A brother officer wrote that he was a gallant gentleman and a most skilful pilot.” He was a keen cricketer and footballer, and while at Blundell’s played in the First Cricket XI and the Second Football XV, and was also captain of the First Hockey XI; later played for the Royal Military Academy, Woolwich, and the RFC Rugby Football XV at Oxford.
de Ruvigny’s Roll of Honour, 1914-1919
A note on Second Lieutenant Bracey’s Roll of Honour states that he was ineligible for medals as he saw no overseas service; this seems to have been challenged by Victor’s father in 1921, but nothing confirms whether this anything was subsequently awarded.

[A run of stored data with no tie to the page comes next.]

use std::{collections::HashSet, sync::Arc};

use bytes::Bytes;
use hlskit_fmp4::{Init, Part, PartTrack};

use super::{
    processor::{ProcessorContext, TrackOutput},
    timesync::{to_nanos, Anchor, TimeSync, TimeSyncFmp4},
    track_processor::{Payload, Sample},
};
use crate::{
    codecs::{av1, h264, mpeg1audio, Codec},
    error::{HlsError, HlsResult},
    Track,
};

struct InitTrackInfo {
    id: u32,
    time_scale: u32,
    codec: Codec,
}

/// Demuxes fragmented MP4 segments of one rendition.
pub(crate) struct Fmp4Processor {
    ctx: ProcessorContext,
    tracks: Vec<InitTrackInfo>,
    skipped: HashSet<u32>,
    leading_id: Option<u32>,
}

impl Fmp4Processor {
    pub(crate) fn new(ctx: ProcessorContext, init: &[u8]) -> HlsResult<Self> {
        let init = Init::unmarshal(init)?;

        let mut tracks = Vec::new();
        let mut skipped = HashSet::new();
        for track in init.tracks {
            match Codec::from_sample_entry(&track.sample_entry) {
                Ok(codec) => tracks.push(InitTrackInfo {
                    id: track.id,
                    time_scale: track.time_scale,
                    codec,
                }),
                Err(e) => {
                    log::warn!("skipping track {}: {e}", track.id);
                    skipped.insert(track.id);
                }
            }
        }

        let leading_id = tracks
            .iter()
            .find(|t| t.codec.is_video())
            .or_else(|| tracks.first())
            .map(|t| t.id);

        Ok(Self {
            ctx,
            tracks,
            skipped,
            leading_id,
        })
    }

    pub(crate) async fn run(mut self) -> HlsResult<()> {
        let announced = self
            .tracks
            .iter()
            .map(|t| {
                let mut track = Track::new(t.codec.clone());
                track.clock_rate = t.time_scale;
                track
            })
            .collect();
        let mut registered = Some(self.ctx.announce(announced).await?);
        let Some(leading_id) = self.leading_id else {
            // nothing to deliver, the other renditions carry the tracks
            self.ctx.pool.token().cancelled().await;
            return Err(HlsError::Terminated);
        };
        let leading_time_scale = self.time_scale(leading_id)?;

        let mut state: Option<(Arc<Anchor>, Vec<TrackOutput>)> = None;
        loop {
            let segment = self.ctx.queue.pull(self.ctx.pool.token()).await?;
            let parts = Part::unmarshal_all(&segment.data)?;

            let part_tracks: Vec<&PartTrack> = parts.iter().flat_map(|p| &p.tracks).collect();
            if part_tracks.len() > self.ctx.config.max_part_tracks_per_segment {
                return Err(HlsError::TooManyPartTracks);
            }
            let leading_base = part_tracks
                .iter()
                .find(|t| t.id == leading_id)
                .map(|t| t.base_time);

            let (anchor, outputs) = match state.take() {
                Some(state) => state,
                None => {
                    let anchor = self
                        .ctx
                        .anchor(|| {
                            let base = leading_base.ok_or(HlsError::LeadingTrackDataMissing)?;
                            Ok(Anchor::new(TimeSync::Fmp4(TimeSyncFmp4::new(
                                leading_time_scale,
                                base,
                            ))))
                        })
                        .await?;
                    let outputs = self
                        .ctx
                        .spawn_track_processors(registered.take().unwrap_or_default(), &anchor);
                    (anchor, outputs)
                }
            };
            let sync = anchor.fmp4()?;

            let leading_start = match leading_base {
                Some(base) => to_nanos(
                    sync.convert(base, leading_time_scale),
                    leading_time_scale,
                ),
                None if self.ctx.is_leading => return Err(HlsError::LeadingTrackDataMissing),
                None => 0,
            };
            let correlation = self
                .ctx
                .correlation(&anchor, segment.date_time, leading_start);

            let mut samples = vec![Vec::new(); self.tracks.len()];
            for part_track in part_tracks {
                if self.skipped.contains(&part_track.id) {
                    continue;
                }
                let index = self
                    .tracks
                    .iter()
                    .position(|t| t.id == part_track.id)
                    .ok_or(HlsError::UnknownTrack(part_track.id))?;
                samples[index].extend(convert_samples(part_track, &self.tracks[index], sync)?);
            }

            tracing::debug!(
                sequence = segment.sequence,
                size = segment.data.len(),
                "processing fMP4 segment"
            );
            self.ctx.dispatch(&outputs, samples, correlation).await?;
            state = Some((anchor, outputs));
        }
    }

    fn time_scale(&self, id: u32) -> HlsResult<u32> {
        self.tracks
            .iter()
            .find(|t| t.id == id)
            .map(|t| t.time_scale)
            .ok_or(HlsError::UnknownTrack(id))
    }
}

fn convert_samples(
    part_track: &PartTrack,
    info: &InitTrackInfo,
    sync: &TimeSyncFmp4,
) -> HlsResult<Vec<Sample>> {
    let mut dts = sync.convert(part_track.base_time, info.time_scale);
    let mut samples = Vec::with_capacity(part_track.samples.len());

    for sample in &part_track.samples {
        samples.push(Sample {
            pts: dts + sample.pts_offset as i64,
            dts,
            payload: payload(&info.codec, sample.payload.clone())?,
        });
        dts += sample.duration as i64;
    }
    Ok(samples)
}

fn payload(codec: &Codec, data: Bytes) -> HlsResult<Payload> {
    Ok(match codec {
        Codec::Av1 { .. } => Payload::Units(av1::split_temporal_unit(&data)?),
        Codec::Vp9(_) | Codec::Klv => Payload::Unit(data),
        Codec::H265 { .. } | Codec::H264 { .. } => Payload::Units(h264::split_avcc(&data)?),
        Codec::Opus { .. } | Codec::Mpeg4Audio(_) => Payload::Units(vec![data]),
        Codec::Mpeg1Audio => Payload::Units(mpeg1audio::split_frames(&data)?),
    })
}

Victor Charles Edelsten Bracey lies at rest in the churchyard of St Mary’s in Wedmore, where his father continued to practice. He died, aged just 19 years of age.
William’s prominence in the village played a big part in Victor’s legacy. A Memorial Fund was set up; this helped fund “necessitous cases for medical requirements and for conveying patients to hospitals“. The Victor Bracey Cup was also awarded into the 1940s for sporting achievement in the schools he had attended.